"""

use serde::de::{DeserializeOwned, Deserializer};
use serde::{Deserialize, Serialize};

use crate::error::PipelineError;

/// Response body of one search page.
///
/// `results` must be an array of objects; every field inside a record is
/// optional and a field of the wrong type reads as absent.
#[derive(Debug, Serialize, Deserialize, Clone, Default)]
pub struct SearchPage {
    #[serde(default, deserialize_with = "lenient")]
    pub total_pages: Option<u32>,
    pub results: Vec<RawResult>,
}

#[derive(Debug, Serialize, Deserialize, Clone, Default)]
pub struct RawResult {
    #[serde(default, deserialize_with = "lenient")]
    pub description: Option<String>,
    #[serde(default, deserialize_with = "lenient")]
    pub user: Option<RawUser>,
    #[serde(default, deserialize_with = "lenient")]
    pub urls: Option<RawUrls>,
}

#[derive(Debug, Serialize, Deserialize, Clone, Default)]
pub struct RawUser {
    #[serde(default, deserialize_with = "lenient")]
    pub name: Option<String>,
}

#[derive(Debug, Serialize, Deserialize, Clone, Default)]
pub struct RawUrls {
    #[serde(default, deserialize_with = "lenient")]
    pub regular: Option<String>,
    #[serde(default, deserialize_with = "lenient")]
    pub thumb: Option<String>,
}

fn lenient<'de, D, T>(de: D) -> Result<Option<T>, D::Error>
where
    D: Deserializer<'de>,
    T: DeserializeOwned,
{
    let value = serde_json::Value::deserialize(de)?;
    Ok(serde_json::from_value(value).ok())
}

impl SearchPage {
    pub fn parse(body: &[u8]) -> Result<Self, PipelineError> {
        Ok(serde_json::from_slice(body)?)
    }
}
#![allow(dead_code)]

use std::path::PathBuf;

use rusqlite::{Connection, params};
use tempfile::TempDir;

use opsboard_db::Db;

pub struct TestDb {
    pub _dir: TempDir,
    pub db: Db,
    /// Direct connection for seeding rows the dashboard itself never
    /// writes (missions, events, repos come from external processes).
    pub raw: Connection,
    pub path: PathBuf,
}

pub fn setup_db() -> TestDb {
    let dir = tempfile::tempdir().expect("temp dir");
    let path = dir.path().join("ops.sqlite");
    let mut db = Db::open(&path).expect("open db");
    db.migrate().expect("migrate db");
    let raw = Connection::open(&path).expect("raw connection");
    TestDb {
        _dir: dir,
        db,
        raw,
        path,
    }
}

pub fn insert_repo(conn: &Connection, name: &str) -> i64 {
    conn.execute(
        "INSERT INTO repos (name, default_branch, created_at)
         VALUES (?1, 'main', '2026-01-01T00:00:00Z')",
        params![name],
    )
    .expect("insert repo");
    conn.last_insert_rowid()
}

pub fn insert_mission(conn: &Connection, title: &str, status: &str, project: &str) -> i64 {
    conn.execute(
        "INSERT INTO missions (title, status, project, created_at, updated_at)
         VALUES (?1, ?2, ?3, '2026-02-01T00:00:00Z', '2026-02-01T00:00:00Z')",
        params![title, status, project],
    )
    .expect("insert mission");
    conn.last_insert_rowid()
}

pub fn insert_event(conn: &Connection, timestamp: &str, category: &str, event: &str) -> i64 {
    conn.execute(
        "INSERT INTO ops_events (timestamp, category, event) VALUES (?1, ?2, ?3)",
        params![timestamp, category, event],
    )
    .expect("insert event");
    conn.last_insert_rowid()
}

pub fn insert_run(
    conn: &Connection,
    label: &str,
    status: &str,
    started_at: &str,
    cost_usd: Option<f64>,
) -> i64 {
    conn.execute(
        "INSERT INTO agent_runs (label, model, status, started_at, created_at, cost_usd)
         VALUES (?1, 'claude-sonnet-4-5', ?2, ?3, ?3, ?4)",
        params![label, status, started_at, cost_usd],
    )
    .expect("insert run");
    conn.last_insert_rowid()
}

"""

Would you please copy out every line of the data exactly?

Task answer —
use serde::de::{DeserializeOwned, Deserializer};
use serde::{Deserialize, Serialize};

use crate::error::PipelineError;

/// Response body of one search page.
///
/// `results` must be an array of objects; every field inside a record is
/// optional and a field of the wrong type reads as absent.
#[derive(Debug, Serialize, Deserialize, Clone, Default)]
pub struct SearchPage {
    #[serde(default, deserialize_with = "lenient")]
    pub total_pages: Option<u32>,
    pub results: Vec<RawResult>,
}

#[derive(Debug, Serialize, Deserialize, Clone, Default)]
pub struct RawResult {
    #[serde(default, deserialize_with = "lenient")]
    pub description: Option<String>,
    #[serde(default, deserialize_with = "lenient")]
    pub user: Option<RawUser>,
    #[serde(default, deserialize_with = "lenient")]
    pub urls: Option<RawUrls>,
}

#[derive(Debug, Serialize, Deserialize, Clone, Default)]
pub struct RawUser {
    #[serde(default, deserialize_with = "lenient")]
    pub name: Option<String>,
}

#[derive(Debug, Serialize, Deserialize, Clone, Default)]
pub struct RawUrls {
    #[serde(default, deserialize_with = "lenient")]
    pub regular: Option<String>,
    #[serde(default, deserialize_with = "lenient")]
    pub thumb: Option<String>,
}

fn lenient<'de, D, T>(de: D) -> Result<Option<T>, D::Error>
where
    D: Deserializer<'de>,
    T: DeserializeOwned,
{
    let value = serde_json::Value::deserialize(de)?;
    Ok(serde_json::from_value(value).ok())
}

impl SearchPage {
    pub fn parse(body: &[u8]) -> Result<Self, PipelineError> {
        Ok(serde_json::from_slice(body)?)
    }
}
#![allow(dead_code)]

use std::path::PathBuf;

use rusqlite::{Connection, params};
use tempfile::TempDir;

use opsboard_db::Db;

pub struct TestDb {
    pub _dir: TempDir,
    pub db: Db,
    /// Direct connection for seeding rows the dashboard itself never
    /// writes (missions, events, repos come from external processes).
    pub raw: Connection,
    pub path: PathBuf,
}

pub fn setup_db() -> TestDb {
    let dir = tempfile::tempdir().expect("temp dir");
    let path = dir.path().join("ops.sqlite");
    let mut db = Db::open(&path).expect("open db");
    db.migrate().expect("migrate db");
    let raw = Connection::open(&path).expect("raw connection");
    TestDb {
        _dir: dir,
        db,
        raw,
        path,
    }
}

pub fn insert_repo(conn: &Connection, name: &str) -> i64 {
    conn.execute(
        "INSERT INTO repos (name, default_branch, created_at)
         VALUES (?1, 'main', '2026-01-01T00:00:00Z')",
        params![name],
    )
    .expect("insert repo");
    conn.last_insert_rowid()
}

pub fn insert_mission(conn: &Connection, title: &str, status: &str, project: &str) -> i64 {
    conn.execute(
        "INSERT INTO missions (title, status, project, created_at, updated_at)
         VALUES (?1, ?2, ?3, '2026-02-01T00:00:00Z', '2026-02-01T00:00:00Z')",
        params![title, status, project],
    )
    .expect("insert mission");
    conn.last_insert_rowid()
}

pub fn insert_event(conn: &Connection, timestamp: &str, category: &str, event: &str) -> i64 {
    conn.execute(
        "INSERT INTO ops_events (timestamp, category, event) VALUES (?1, ?2, ?3)",
        params![timestamp, category, event],
    )
    .expect("insert event");
    conn.last_insert_rowid()
}

pub fn insert_run(
    conn: &Connection,
    label: &str,
    status: &str,
    started_at: &str,
    cost_usd: Option<f64>,
) -> i64 {
    conn.execute(
        "INSERT INTO agent_runs (label, model, status, started_at, created_at, cost_usd)
         VALUES (?1, 'claude-sonnet-4-5', ?2, ?3, ?3, ?4)",
        params![label, status, started_at, cost_usd],
    )
    .expect("insert run");
    conn.last_insert_rowid()
}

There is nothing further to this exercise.